Write out the records below word for word, please.

┄┄┄┄┄┄

use std::path::PathBuf;
use thiserror::Error;

#[derive(Error, Debug)]
pub enum SortError {
    #[error("IO error: {0}")]
    Io(#[from] std::io::Error),

    #[error("JSON error: {0}")]
    Json(#[from] serde_json::Error),

    #[error("Configuration error: {0}")]
    Config(String),

    #[error("Configuration error at {position}: {message}")]
    Configuration { position: String, message: String },

    #[error("File not found: {0}")]
    FileNotFound(PathBuf),

    #[error("Hash mismatch for {path}: expected {expected}, got {actual}")]
    HashMismatch {
        path: PathBuf,
        expected: String,
        actual: String,
    },

    #[error("Placement failed for {path}: {source}")]
    Placement {
        path: PathBuf,
        #[source]
        source: std::io::Error,
    },
}

impl SortError {
    pub fn configuration(position: impl Into<String>, message: impl Into<String>) -> Self {
        SortError::Configuration {
            position: position.into(),
            message: message.into(),
        }
    }

    pub fn placement(path: impl Into<PathBuf>, source: std::io::Error) -> Self {
        SortError::Placement {
            path: path.into(),
            source,
        }
    }
}

impl From<serde_yaml::Error> for SortError {
    fn from(err: serde_yaml::Error) -> Self {
        SortError::Config(format!("Failed to parse YAML: {}", err))
    }
}

impl From<toml::de::Error> for SortError {
    fn from(err: toml::de::Error) -> Self {
        SortError::Config(format!("Failed to parse TOML: {}", err))
    }
}

pub type Result<T> = std::result::Result<T, SortError>;
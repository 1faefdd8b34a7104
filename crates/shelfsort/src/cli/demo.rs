use console::style;
use shelfsort_lib::{write_demo_config, Result, SortError};
use std::path::Path;

pub fn handle_demo_config_command(output: &Path, force: bool, quiet: bool) -> Result<()> {
    if output.exists() && !force {
        return Err(SortError::Config(format!(
            "{} already exists (use --force to overwrite)",
            output.display()
        )));
    }

    write_demo_config(output)?;
    log::info!("Demo config '{}' created", output.display());

    if !quiet {
        println!(
            "{} Demo config written to {}",
            style("✓").green(),
            output.display()
        );
    }
    Ok(())
}
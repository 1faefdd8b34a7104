use console::style;
use shelfsort_lib::{explain, Classifier, Decision, Result};
use std::path::PathBuf;

pub fn handle_explain_command(config: Option<PathBuf>, names: &[String], json: bool) -> Result<()> {
    let forest = super::load_forest(config)?;
    let classifier = Classifier::new(&forest);

    let decisions: Vec<Decision> = names.iter().map(|name| explain(&classifier, name)).collect();

    if json {
        println!("{}", serde_json::to_string_pretty(&decisions)?);
        return Ok(());
    }

    for decision in &decisions {
        println!("{}", style(&decision.file).bold());
        println!("  normalized: {}", style(&decision.normalized).dim());
        match &decision.primary {
            Some(primary) => {
                println!("  primary: {}", style(primary).green());
                for secondary in &decision.secondaries {
                    println!("  link: {}", style(secondary).cyan());
                }
            }
            None => println!("  {}", style("no matching group").yellow()),
        }
    }

    Ok(())
}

┄┄┄┄┄┄

ANSWER SECTION:
use std::path::PathBuf;
use thiserror::Error;

#[derive(Error, Debug)]
pub enum SortError {
    #[error("IO error: {0}")]
    Io(#[from] std::io::Error),

    #[error("JSON error: {0}")]
    Json(#[from] serde_json::Error),

    #[error("Configuration error: {0}")]
    Config(String),

    #[error("Configuration error at {position}: {message}")]
    Configuration { position: String, message: String },

    #[error("File not found: {0}")]
    FileNotFound(PathBuf),

    #[error("Hash mismatch for {path}: expected {expected}, got {actual}")]
    HashMismatch {
        path: PathBuf,
        expected: String,
        actual: String,
    },

    #[error("Placement failed for {path}: {source}")]
    Placement {
        path: PathBuf,
        #[source]
        source: std::io::Error,
    },
}

impl SortError {
    pub fn configuration(position: impl Into<String>, message: impl Into<String>) -> Self {
        SortError::Configuration {
            position: position.into(),
            message: message.into(),
        }
    }

    pub fn placement(path: impl Into<PathBuf>, source: std::io::Error) -> Self {
        SortError::Placement {
            path: path.into(),
            source,
        }
    }
}

impl From<serde_yaml::Error> for SortError {
    fn from(err: serde_yaml::Error) -> Self {
        SortError::Config(format!("Failed to parse YAML: {}", err))
    }
}

impl From<toml::de::Error> for SortError {
    fn from(err: toml::de::Error) -> Self {
        SortError::Config(format!("Failed to parse TOML: {}", err))
    }
}

pub type Result<T> = std::result::Result<T, SortError>;
repository 1faefdd8b34a7104
filename crates/shelfsort/src/cli/demo.rs
use console::style;
use shelfsort_lib::{write_demo_config, Result, SortError};
use std::path::Path;

pub fn handle_demo_config_command(output: &Path, force: bool, quiet: bool) -> Result<()> {
    if output.exists() && !force {
        return Err(SortError::Config(format!(
            "{} already exists (use --force to overwrite)",
            output.display()
        )));
    }

    write_demo_config(output)?;
    log::info!("Demo config '{}' created", output.display());

    if !quiet {
        println!(
            "{} Demo config written to {}",
            style("✓").green(),
            output.display()
        );
    }
    Ok(())
}
repository 1faefdd8b34a7104
use console::style;
use shelfsort_lib::{explain, Classifier, Decision, Result};
use std::path::PathBuf;

pub fn handle_explain_command(config: Option<PathBuf>, names: &[String], json: bool) -> Result<()> {
    let forest = super::load_forest(config)?;
    let classifier = Classifier::new(&forest);

    let decisions: Vec<Decision> = names.iter().map(|name| explain(&classifier, name)).collect();

    if json {
        println!("{}", serde_json::to_string_pretty(&decisions)?);
        return Ok(());
    }

    for decision in &decisions {
        println!("{}", style(&decision.file).bold());
        println!("  normalized: {}", style(&decision.normalized).dim());
        match &decision.primary {
            Some(primary) => {
                println!("  primary: {}", style(primary).green());
                for secondary in &decision.secondaries {
                    println!("  link: {}", style(secondary).cyan());
                }
            }
            None => println!("  {}", style("no matching group").yellow()),
        }
    }

    Ok(())
}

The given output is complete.